» Requirement:
An exact copy of the entries below is the expected answer.

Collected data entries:
//! Download and clipboard glue. On native builds (tests, tooling) these
//! log instead of touching a browser.

use anyhow::Result;
#[cfg(target_arch = "wasm32")]
use anyhow::{anyhow, Context};
use tracing::debug;

#[cfg(target_arch = "wasm32")]
fn js_error(value: wasm_bindgen::JsValue) -> anyhow::Error {
    anyhow!("{value:?}")
}

/// Offers `bytes` as a file download through a temporary object URL,
/// revoked right after the click.
#[cfg(target_arch = "wasm32")]
pub fn download(file_name: &str, mime: &str, bytes: &[u8]) -> Result<()> {
    use wasm_bindgen::JsCast;
    use web_sys::{Blob, BlobPropertyBag, HtmlAnchorElement, Url};

    let window = web_sys::window().context("no window")?;
    let document = window.document().context("no document")?;

    let parts = js_sys::Array::new();
    parts.push(&js_sys::Uint8Array::from(bytes));
    let options = BlobPropertyBag::new();
    options.set_type(mime);
    let blob = Blob::new_with_u8_array_sequence_and_options(&parts, &options).map_err(js_error)?;
    let url = Url::create_object_url_with_blob(&blob).map_err(js_error)?;

    let anchor: HtmlAnchorElement = document
        .create_element("a")
        .map_err(js_error)?
        .dyn_into()
        .map_err(|_| anyhow!("created element is not an anchor"))?;
    anchor.set_href(&url);
    anchor.set_download(file_name);
    anchor.click();
    Url::revoke_object_url(&url).map_err(js_error)?;

    debug!(file_name, mime, size = bytes.len(), "download offered");
    Ok(())
}

#[cfg(not(target_arch = "wasm32"))]
pub fn download(file_name: &str, mime: &str, bytes: &[u8]) -> Result<()> {
    debug!(file_name, mime, size = bytes.len(), "download skipped outside the browser");
    Ok(())
}

#[cfg(target_arch = "wasm32")]
pub async fn copy_text(text: &str) -> Result<()> {
    let window = web_sys::window().context("no window")?;
    let promise = window.navigator().clipboard().write_text(text);
    wasm_bindgen_futures::JsFuture::from(promise)
        .await
        .map_err(js_error)
        .context("clipboard write rejected")?;
    Ok(())
}

#[cfg(not(target_arch = "wasm32"))]
pub async fn copy_text(text: &str) -> Result<()> {
    debug!(len = text.len(), "clipboard unavailable outside the browser");
    Ok(())
}

/// Opens `html` in a new tab and triggers the print dialog.
#[cfg(target_arch = "wasm32")]
pub fn print_html(html: &str) -> Result<()> {
    let window = web_sys::window().context("no window")?;
    let popup = window
        .open_with_url_and_target("", "_blank")
        .map_err(js_error)?
        .context("popup blocked")?;
    let document = popup.document().context("popup has no document")?;
    let body = document.body().context("popup has no body")?;
    body.set_inner_html(html);
    popup.print().map_err(js_error)?;
    Ok(())
}

#[cfg(not(target_arch = "wasm32"))]
pub fn print_html(html: &str) -> Result<()> {
    debug!(len = html.len(), "print skipped outside the browser");
    Ok(())
}

/// `1536` → `1.5 KB`
pub fn format_bytes(size: usize) -> String {
    const UNITS: [&str; 4] = ["B", "KB", "MB", "GB"];
    let mut value = size as f64;
    let mut unit = 0;
    while value >= 1024.0 && unit < UNITS.len() - 1 {
        value /= 1024.0;
        unit += 1;
    }
    if unit == 0 {
        format!("{size} B")
    } else {
        format!("{value:.1} {}", UNITS[unit])
    }
}

#[cfg(test)]
mod tests {
    use super::*;

    #[test]
    fn byte_sizes_are_humanized() {
        assert_eq!(format_bytes(0), "0 B");
        assert_eq!(format_bytes(1023), "1023 B");
        assert_eq!(format_bytes(1536), "1.5 KB");
        assert_eq!(format_bytes(5 * 1024 * 1024), "5.0 MB");
    }
}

» Response to this task:
//! Download and clipboard glue. On native builds (tests, tooling) these
//! log instead of touching a browser.

use anyhow::Result;
#[cfg(target_arch = "wasm32")]
use anyhow::{anyhow, Context};
use tracing::debug;

#[cfg(target_arch = "wasm32")]
fn js_error(value: wasm_bindgen::JsValue) -> anyhow::Error {
    anyhow!("{value:?}")
}

/// Offers `bytes` as a file download through a temporary object URL,
/// revoked right after the click.
#[cfg(target_arch = "wasm32")]
pub fn download(file_name: &str, mime: &str, bytes: &[u8]) -> Result<()> {
    use wasm_bindgen::JsCast;
    use web_sys::{Blob, BlobPropertyBag, HtmlAnchorElement, Url};

    let window = web_sys::window().context("no window")?;
    let document = window.document().context("no document")?;

    let parts = js_sys::Array::new();
    parts.push(&js_sys::Uint8Array::from(bytes));
    let options = BlobPropertyBag::new();
    options.set_type(mime);
    let blob = Blob::new_with_u8_array_sequence_and_options(&parts, &options).map_err(js_error)?;
    let url = Url::create_object_url_with_blob(&blob).map_err(js_error)?;

    let anchor: HtmlAnchorElement = document
        .create_element("a")
        .map_err(js_error)?
        .dyn_into()
        .map_err(|_| anyhow!("created element is not an anchor"))?;
    anchor.set_href(&url);
    anchor.set_download(file_name);
    anchor.click();
    Url::revoke_object_url(&url).map_err(js_error)?;

    debug!(file_name, mime, size = bytes.len(), "download offered");
    Ok(())
}

#[cfg(not(target_arch = "wasm32"))]
pub fn download(file_name: &str, mime: &str, bytes: &[u8]) -> Result<()> {
    debug!(file_name, mime, size = bytes.len(), "download skipped outside the browser");
    Ok(())
}

#[cfg(target_arch = "wasm32")]
pub async fn copy_text(text: &str) -> Result<()> {
    let window = web_sys::window().context("no window")?;
    let promise = window.navigator().clipboard().write_text(text);
    wasm_bindgen_futures::JsFuture::from(promise)
        .await
        .map_err(js_error)
        .context("clipboard write rejected")?;
    Ok(())
}

#[cfg(not(target_arch = "wasm32"))]
pub async fn copy_text(text: &str) -> Result<()> {
    debug!(len = text.len(), "clipboard unavailable outside the browser");
    Ok(())
}

/// Opens `html` in a new tab and triggers the print dialog.
#[cfg(target_arch = "wasm32")]
pub fn print_html(html: &str) -> Result<()> {
    let window = web_sys::window().context("no window")?;
    let popup = window
        .open_with_url_and_target("", "_blank")
        .map_err(js_error)?
        .context("popup blocked")?;
    let document = popup.document().context("popup has no document")?;
    let body = document.body().context("popup has no body")?;
    body.set_inner_html(html);
    popup.print().map_err(js_error)?;
    Ok(())
}

#[cfg(not(target_arch = "wasm32"))]
pub fn print_html(html: &str) -> Result<()> {
    debug!(len = html.len(), "print skipped outside the browser");
    Ok(())
}

/// `1536` → `1.5 KB`
pub fn format_bytes(size: usize) -> String {
    const UNITS: [&str; 4] = ["B", "KB", "MB", "GB"];
    let mut value = size as f64;
    let mut unit = 0;
    while value >= 1024.0 && unit < UNITS.len() - 1 {
        value /= 1024.0;
        unit += 1;
    }
    if unit == 0 {
        format!("{size} B")
    } else {
        format!("{value:.1} {}", UNITS[unit])
    }
}

#[cfg(test)]
mod tests {
    use super::*;

    #[test]
    fn byte_sizes_are_humanized() {
        assert_eq!(format_bytes(0), "0 B");
        assert_eq!(format_bytes(1023), "1023 B");
        assert_eq!(format_bytes(1536), "1.5 KB");
        assert_eq!(format_bytes(5 * 1024 * 1024), "5.0 MB");
    }
}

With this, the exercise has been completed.